Enfin, les terroristes n’hésitent à parader dans les lieux non contrôlés par l’armée, établissant à leur tour leurs propres points de contrôle et haranguant les populations qui ne leur sont parfois pas hostiles du fait de la violence dont font parfois preuve les forces de sécurité. Par exemple, le fait qu’il n’y ait pas assez de personnels féminins au sein des forces de l’ordre pour contrôler les femmes oblige leurs collègues masculins à se livrer à des palpations sur les check points, ce qui est très mal vécu par les populations très traditionalistes de la région[3]. Les bombardements aveugles, dont une grande partie provient des forces gouvernementales, provoquent aussi de véritables mécontentements populaires. Résultat, les renseignements se font rares et les rebelles se déplacent comme des poissons dans l’eau dans le Nord-Sinaï et y établissent même des camps d’entraînement[4] .
La wilaya Sinaï est une des provinces extérieures de l’Etat islamique les plus actives avec la Libye, l’Afghanistan et le Caucase, le Nigeria étant un peu à part étant donnée la spécificité de Boko Haram (devenue la wilaya Afrique de l’Ouest[5]). Ce groupe djihadiste représente un danger certain pour le Caire qui ne parvient pas à juguler cette menace malgré les importants déploiements de forces consentis avec l’accord d’Israël. En effet, l’Etat hébreu sait, qu’à terme, le danger peut s’étendre à son sud et qu’il convient donc d’apporter toute l’aide nécessaire au régime du président Sissi afin qu’il maîtrise au mieux la situation.
[1] Il s’agirait d’un ancien étudiant de l’université Al-Azhar du Caire qui serait devenu ensuite importateur de vêtements.

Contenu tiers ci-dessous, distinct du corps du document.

//! Tokenizer implementation
//! Main lexer structure and token generation logic, including the
//! synthesis of INDENT/DEDENT tokens from leading whitespace

use super::literals::{is_digit, is_identifier_start, scan_identifier, scan_number, scan_string};
use super::state::{IndentChange, LexerState};
use super::symbols::{delimiter_kind, match_operator};
use crate::frontend::lexer::tokens::*;
use crate::util::config::DEFAULT_TAB_WIDTH;
use crate::util::span::{Position, Span};

/// Main lexer structure
pub struct Lexer<'a> {
    source: &'a str,
    offset: usize,
    line: usize,
    column: usize,
    start_offset: usize,
    start_line: usize,
    start_column: usize,
    tab_width: usize,
    state: LexerState,
}

impl<'a> Lexer<'a> {
    /// Create a new lexer for the given source
    pub fn new(source: &'a str) -> Self {
        Self::with_tab_width(source, DEFAULT_TAB_WIDTH)
    }

    /// Create a lexer that counts a tab as `tab_width` columns of indentation
    pub fn with_tab_width(
        source: &'a str,
        tab_width: usize,
    ) -> Self {
        let offset = if source.starts_with('\u{feff}') {
            '\u{feff}'.len_utf8()
        } else {
            0
        };
        Self {
            source,
            offset,
            line: 1,
            column: 1,
            start_offset: offset,
            start_line: 1,
            start_column: 1,
            tab_width,
            state: LexerState::new(),
        }
    }

    /// Get current position
    pub fn position(&self) -> Position {
        Position::new(self.line, self.column, self.offset)
    }

    /// Get start position of current token
    pub fn start_position(&self) -> Position {
        Position::new(self.start_line, self.start_column, self.start_offset)
    }

    /// Get span of current token
    pub fn span(&self) -> Span {
        Span::new(self.start_position(), self.position())
    }

    /// Byte offset of the cursor
    pub fn offset(&self) -> usize {
        self.offset
    }

    /// Unconsumed input
    pub fn rest(&self) -> &'a str {
        &self.source[self.offset..]
    }

    /// Source text from `start` up to the cursor
    pub fn slice_from(
        &self,
        start: usize,
    ) -> &'a str {
        &self.source[start..self.offset]
    }

    pub fn state(&self) -> &LexerState {
        &self.state
    }

    /// Advance to next character
    pub fn advance(&mut self) -> Option<char> {
        let c = self.peek()?;
        self.offset += c.len_utf8();
        if c == '\n' {
            self.line += 1;
            self.column = 1;
        } else {
            self.column += 1;
        }
        Some(c)
    }

    /// Peek at next character
    pub fn peek(&self) -> Option<char> {
        self.rest().chars().next()
    }

    /// Peek at character after next
    pub fn peek_next(&self) -> Option<char> {
        self.rest().chars().nth(1)
    }

    /// Create token with current span
    pub fn make_token(
        &self,
        kind: TokenKind,
        text: &str,
    ) -> Token {
        Token::new(kind, text, self.span())
    }

    fn mark_start(&mut self) {
        self.start_offset = self.offset;
        self.start_line = self.line;
        self.start_column = self.column;
    }

    /// Run the lexer to completion
    pub fn tokenize(mut self) -> Result<Vec<Token>, LexError> {
        let mut tokens = Vec::new();

        self.measure_indent(&mut tokens)?;

        while let Some(c) = self.peek() {
            self.mark_start();
            match c {
                ' ' | '\t' | '\r' => {
                    self.advance();
                }
                '#' => self.skip_comment(),
                '\n' => {
                    self.advance();
                    // Implicit line joining inside brackets
                    if self.state.in_brackets() {
                        continue;
                    }
                    tokens.push(Token::new(TokenKind::Newline, "\n", self.span()));
                    self.measure_indent(&mut tokens)?;
                }
                '"' | '\'' => tokens.push(scan_string(&mut self, c)?),
                '.' if self.peek_next().is_some_and(is_digit) => {
                    tokens.push(scan_number(&mut self));
                }
                c if is_digit(c) => tokens.push(scan_number(&mut self)),
                c if is_identifier_start(c) => tokens.push(scan_identifier(&mut self)),
                c => tokens.push(self.scan_symbol(c)?),
            }
        }

        self.mark_start();
        for _ in 0..self.state.close_all() {
            tokens.push(self.make_token(TokenKind::Dedent, ""));
        }
        tokens.push(self.make_token(TokenKind::Eof, ""));

        Ok(tokens)
    }

    /// Measure leading whitespace of a fresh line and emit layout tokens
    fn measure_indent(
        &mut self,
        tokens: &mut Vec<Token>,
    ) -> Result<(), LexError> {
        let mut width = 0;
        while let Some(c) = self.peek() {
            match c {
                ' ' => width += 1,
                '\t' => width += self.tab_width,
                _ => break,
            }
            self.advance();
        }

        // Blank and comment-only lines do not take part in indentation
        if matches!(self.peek(), None | Some('\n' | '\r' | '#')) {
            return Ok(());
        }

        self.mark_start();
        match self.state.change_indent(width) {
            IndentChange::Unchanged => {}
            IndentChange::Indent => tokens.push(self.make_token(TokenKind::Indent, "")),
            IndentChange::Dedent(levels) => {
                for _ in 0..levels {
                    tokens.push(self.make_token(TokenKind::Dedent, ""));
                }
            }
            IndentChange::Inconsistent => {
                return Err(LexError::InconsistentDedent {
                    position: self.position(),
                });
            }
        }
        Ok(())
    }

    /// Skip a `#` comment up to (not including) the line break
    fn skip_comment(&mut self) {
        while let Some(c) = self.peek() {
            if c == '\n' {
                break;
            }
            self.advance();
        }
    }

    /// Scan a delimiter or operator
    fn scan_symbol(
        &mut self,
        c: char,
    ) -> Result<Token, LexError> {
        if let Some(kind) = delimiter_kind(c) {
            match kind {
                TokenKind::LParen | TokenKind::LBracket | TokenKind::LBrace => {
                    self.state.open_bracket()
                }
                TokenKind::RParen | TokenKind::RBracket | TokenKind::RBrace => {
                    self.state.close_bracket()
                }
                _ => {}
            }
            self.advance();
            return Ok(self.make_token(kind, self.slice_from(self.start_offset)));
        }

        match match_operator(self.rest()) {
            Some(op) => {
                for _ in op.chars() {
                    self.advance();
                }
                Ok(self.make_token(TokenKind::Operator, op))
            }
            None => Err(LexError::UnexpectedChar {
                ch: c,
                position: self.start_position(),
            }),
        }
    }
}
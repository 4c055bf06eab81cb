//! Type annotation machine
//!
//! `Name`, `Name[T, ...]` and right-associative arrow types `A -> B`.

use super::{Advance, Fsm, Machine};
use crate::frontend::lexer::tokens::{Token, TokenKind};
use crate::frontend::parser::ast::TypeExpr;
use crate::frontend::parser::parser_state::{ParseError, ParserState};

#[derive(Debug, Clone, Copy, PartialEq, Eq)]
pub enum TypeState {
    Initial,
    /// After the base name; `[` opens parameters
    AfterName,
    /// A type parameter must follow
    Param,
    /// After a type parameter; `,` or `]`
    AfterParam,
    /// A complete type; `->` continues it
    AfterType,
}

pub struct TypeFsm {
    machine: Machine<TypeState, TypeExpr>,
    base: String,
    params: Vec<TypeExpr>,
    current: Option<TypeExpr>,
}

impl Default for TypeFsm {
    fn default() -> Self {
        Self::new()
    }
}

impl TypeFsm {
    pub fn new() -> Self {
        Self {
            machine: Machine::new(TypeState::Initial),
            base: String::new(),
            params: Vec::new(),
            current: None,
        }
    }

    fn after_type(
        &mut self,
        parser: &mut ParserState<'_>,
        token: &Token,
    ) -> Result<Advance, ParseError> {
        let current = self
            .current
            .take()
            .ok_or_else(|| ParseError::structural("type machine lost its operand", token))?;

        if token.is_operator("->") {
            parser.advance();
            let return_type = parser.parse_type()?;
            self.machine.finish(TypeExpr::FunctionType {
                param_type: Box::new(current),
                return_type: Box::new(return_type),
            });
        } else {
            self.machine.finish(current);
        }
        Ok(Advance::SelfAdvanced)
    }
}

impl Fsm for TypeFsm {
    type State = TypeState;
    type Output = TypeExpr;

    const NAME: &'static str = "TypeFSM";

    fn machine(&self) -> &Machine<TypeState, TypeExpr> {
        &self.machine
    }

    fn machine_mut(&mut self) -> &mut Machine<TypeState, TypeExpr> {
        &mut self.machine
    }

    fn handle(
        &mut self,
        state: TypeState,
        parser: &mut ParserState<'_>,
        token: &Token,
    ) -> Result<Advance, ParseError> {
        match state {
            TypeState::Initial => match token.kind {
                TokenKind::Identifier | TokenKind::KwNone => {
                    self.base = token.text.clone();
                    self.machine.goto(TypeState::AfterName);
                    Ok(Advance::Driver)
                }
                _ => Err(ParseError::syntax(
                    format!("expected a type, found {}", token.describe()),
                    token,
                )),
            },
            TypeState::AfterName => {
                if token.kind == TokenKind::LBracket {
                    self.machine.goto(TypeState::Param);
                    return Ok(Advance::Driver);
                }
                self.current = Some(TypeExpr::simple(std::mem::take(&mut self.base)));
                self.machine.goto(TypeState::AfterType);
                self.after_type(parser, token)
            }
            TypeState::Param => {
                let param = parser.parse_type()?;
                self.params.push(param);
                self.machine.goto(TypeState::AfterParam);
                Ok(Advance::SelfAdvanced)
            }
            TypeState::AfterParam => match token.kind {
                TokenKind::Comma => {
                    self.machine.goto(TypeState::Param);
                    Ok(Advance::Driver)
                }
                TokenKind::RBracket => {
                    self.current = Some(TypeExpr::GenericType {
                        base: std::mem::take(&mut self.base),
                        params: std::mem::take(&mut self.params),
                    });
                    self.machine.goto(TypeState::AfterType);
                    Ok(Advance::Driver)
                }
                _ => Err(ParseError::syntax(
                    format!("expected ',' or ']' in type parameters, found {}", token.describe()),
                    token,
                )),
            },
            TypeState::AfterType => self.after_type(parser, token),
        }
    }
}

C’est lui qui a revendiqué en novembre 2015 le sabotage de l’Airbus russe. Il avait déjà appelé ses fidèles à s’attaquer aux juges égyptiens en ces termes « empoisonnez leur nourriture, surveillez les à leur domicile et dans la rue »
[2] Groupe fondé en 2012 et toujours actif dans la bande de Gaza. Il n’a pas fait allégeance à Daech mais l’a assuré de son « soutien ». Son émir serait Abdallah al-Ashqar.
[3] La principale et plus ancienne tribu du Nord-Sinaï est la Al-Swarka.
[4] A l’image du camp Abou Hajar Al-Misri, du nom d’un martyr tombé au combat.
[5] Ce mouvement ne respecte pas la doctrine salafiste-djihadiste prônée par Abou Bakr Al-Baghdadi, mais ce dernier en a trop besoin pour émettre le moindre reproche à l’encontre de cet allié de circonstance.